An Olympic swimmer could not have gained the Georgia shore more
quickly! Our group of about fifteen Explorers and western guests
reassembled below the Cracks. Jawbone and Sock 'em Dog were
successfully run by all, but with great respect. A high water center
route in Sock 'em Dog actually made the run much easier. Within
two months, nineteen Explorers were heading west in an old school bus
that bore 13 kayaks and two rafts on its roof, for what would be the
biggest adventure ever for the Atlanta Post. Our rafts had rowing
rigs and would be manned by Pat Tomeny and Charlie Holden. Four
newer scouts would go as raft passengers, while the rest would paddle
kayak. It was in the waning days of cheap gasoline and we were
incensed to find a station in Grand Junction charging 40 cents per
gallon! We
arrived to camp beside the rain-swollen Arkansas River at night and
it really looked scary in the bus headlights. The next day we ran
the section above Cottonwood Rapid, then the Numbers and finally
Brown's Canyon. Pat and Charlie had never run rafts with oar-rigs
before, but they were good at reading white water. Local paddlers
bet that at least one of our rafts would flip in Brown's. Neither
did. Our
warm-up continued on the Colorado north of Grand Junction and then it
was on to Idaho — more or less! The bus was showing an increased
reluctance to run, so in Price, Utah, we stopped to rebuild the
carburetor and replace solenoid, battery cable and fuel pump. To get
back on schedule, the adults took turns driving through the night.
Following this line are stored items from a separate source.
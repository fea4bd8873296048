use thiserror::Error;

/// lifedash error types
#[derive(Error, Debug)]
pub enum LifedashError {
    /// Failed to decode a row, snapshot or response body
    #[error("parse error: {0}")]
    Parse(String),

    /// File I/O error
    #[error("io error: {0}")]
    Io(#[from] std::io::Error),

    /// Backend query or identity lookup failed
    #[error("store error: {0}")]
    Store(String),

    /// Configuration error
    #[error("config error: {0}")]
    Config(String),
}

impl From<serde_json::Error> for LifedashError {
    fn from(err: serde_json::Error) -> Self {
        LifedashError::Parse(err.to_string())
    }
}

/// Result type alias for lifedash
pub type Result<T> = std::result::Result<T, LifedashError>;
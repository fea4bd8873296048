//! Services for collecting, aggregating and presenting dashboard data

pub mod aggregator;
pub mod boards;
pub mod collector;
pub mod dashboard;
pub mod presenter;

pub use aggregator::Aggregator;
pub use boards::Boards;
pub use collector::{Collector, DashboardData};
pub use dashboard::DashboardService;
pub use presenter::Presenter;
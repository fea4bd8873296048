//! Derived dashboard types
//!
//! Everything here is recomputed from a fresh snapshot on each load and never
//! persisted.

use chrono::NaiveDate;
use rust_decimal::Decimal;
use serde::Serialize;

use super::money::serialize_rounded;
use super::records::{
    Category, EntertainmentRecord, EntertainmentStatus, ExpenseRecord, ProjectRecord, TodoRecord,
};
use super::QueryWarning;

/// Summed amount for one category
#[derive(Debug, Clone, PartialEq, Eq, Serialize)]
pub struct CategoryTotal {
    pub category: Category,
    pub amount: Decimal,
}

/// Summed amount for one calendar day
#[derive(Debug, Clone, PartialEq, Eq, Serialize)]
pub struct DailyTotal {
    pub date: NaiveDate,
    pub amount: Decimal,
}

/// Aggregated monthly expenses (full precision, first-occurrence order)
#[derive(Debug, Clone, Default, PartialEq, Eq, Serialize)]
pub struct ExpenseAggregate {
    pub total: Decimal,
    pub by_category: Vec<CategoryTotal>,
    pub by_day: Vec<DailyTotal>,
}

/// Category bar of the "By Category" chart
#[derive(Debug, Clone, PartialEq, Serialize)]
pub struct ChartPoint {
    pub label: String,
    #[serde(serialize_with = "serialize_rounded")]
    pub value: Decimal,
    pub color: &'static str,
}

/// Point of the "Expense Trend" line chart
#[derive(Debug, Clone, PartialEq, Serialize)]
pub struct DailyTrendPoint {
    /// Short month + day (e.g., "Jan 5")
    pub label: String,
    #[serde(serialize_with = "serialize_rounded")]
    pub value: Decimal,
}

/// Headline numbers of the overview
#[derive(Debug, Clone, Default, PartialEq, Serialize)]
pub struct DashboardSummary {
    #[serde(serialize_with = "serialize_rounded")]
    pub total_monthly_expense: Decimal,
    pub pending_todo_count: usize,
    pub active_entertainment_count: usize,
}

/// Greeting card built from the profile row
#[derive(Debug, Clone, PartialEq, Serialize)]
pub struct ProfileCard {
    pub display_name: String,
    pub initial: Option<char>,
    pub avatar_url: Option<String>,
}

/// Everything the overview page shows
#[derive(Debug, Clone, PartialEq, Serialize)]
pub struct Overview {
    pub profile: ProfileCard,
    pub summary: DashboardSummary,
    pub category_series: Vec<ChartPoint>,
    pub trend_series: Vec<DailyTrendPoint>,
    pub upcoming_todos: Vec<TodoRecord>,
    pub active_entertainment: Vec<EntertainmentRecord>,
    #[serde(skip_serializing_if = "Vec::is_empty")]
    pub warnings: Vec<QueryWarning>,
}

impl Overview {
    /// Empty series suppress their chart entirely
    pub fn shows_category_chart(&self) -> bool {
        !self.category_series.is_empty()
    }

    pub fn shows_trend_chart(&self) -> bool {
        !self.trend_series.is_empty()
    }
}

/// Expense list with its listed total
#[derive(Debug, Clone, Default, PartialEq, Serialize)]
pub struct ExpenseList {
    pub expenses: Vec<ExpenseRecord>,
    #[serde(serialize_with = "serialize_rounded")]
    pub total: Decimal,
}

/// Completed vs. total todos
#[derive(Debug, Clone, Copy, Default, PartialEq, Eq, Serialize)]
pub struct TodoProgress {
    pub completed: usize,
    pub total: usize,
}

/// All todos (newest first) with completion progress
#[derive(Debug, Clone, Default, PartialEq, Serialize)]
pub struct TodoList {
    pub progress: TodoProgress,
    pub todos: Vec<TodoRecord>,
}

/// Project kanban board (each column newest first)
#[derive(Debug, Clone, Default, PartialEq, Serialize)]
pub struct ProjectBoard {
    pub idea: Vec<ProjectRecord>,
    pub in_progress: Vec<ProjectRecord>,
    pub done: Vec<ProjectRecord>,
    /// Projects whose status is outside the known columns
    #[serde(skip_serializing_if = "Vec::is_empty")]
    pub unrecognized: Vec<ProjectRecord>,
}

/// One status column of the entertainment board
#[derive(Debug, Clone, PartialEq, Serialize)]
pub struct StatusColumn {
    pub status: EntertainmentStatus,
    pub items: Vec<EntertainmentRecord>,
}

/// Entertainment board: games, and movies & series together
#[derive(Debug, Clone, Default, PartialEq, Serialize)]
pub struct EntertainmentBoard {
    pub games: Vec<StatusColumn>,
    pub screen: Vec<StatusColumn>,
}

/// A listing view plus the warnings raised while loading it
#[derive(Debug, Clone, PartialEq, Serialize)]
pub struct View<T> {
    #[serde(flatten)]
    pub data: T,
    #[serde(skip_serializing_if = "Vec::is_empty")]
    pub warnings: Vec<QueryWarning>,
}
Somewhere in the black hours of early morning, Julie made a wrong
turn and we were shortly surrounded and stopped by three government
security vehicles. After interrogating us and finding out that those
long pointy things on top of the bus weren't missiles, we were
promptly escorted to the boundaries of the Atomic Energy Commission
proving ground! Walt
Blackadar met us in the town of Salmon and took us to his home high
above the river and town, snow-capped peaks in the distant
background. He, his wife Shirley and two of his daughters (Lois &
Sue) hosted all nineteen of us with an outdoor barbecue! We spent a
bright moonlit night camping in their front yard. Early
the next morning, we were off for the Bitterroot Wilderness and the
Selway. Walt had made arrangements for shuttle (a long one) and
obtained the permit for running this outstanding river before we
arrived. The experience was all we had hoped for — impressive
white water (many Class IV's), an untouched mountain wilderness of
vast dimensions, back-rubbing circles around the nightly campfires,
water so clear that sunlight danced off the stream bed a dozen feet
below our kayaks, and a bond of shared adventure that each of us
would carry with us all our lives. There was a sadness throughout
the group as we reached the take-out and our four river days came to
an end. We
treated Walt to dinner out that night, camped, and prolonged our
Idaho paddling one more day. This time it was the Lochsa — not
wilderness, but superb big water paddling. All too soon, it was time
to point the bus toward Atlanta — more or less! But
our month was not yet over. Our next stop was to catch good water on
the Gallatin River near the Wyoming / Montana border. We ran the
section above and below House Rock, the trickiest part being the
avoidance of downed power lines that were dragging in a heavy rapid! Camping
that night by the Yellowstone River at the turnoff to Springdale, we
were startled out of sleep at dawn by a sudden thundering sound.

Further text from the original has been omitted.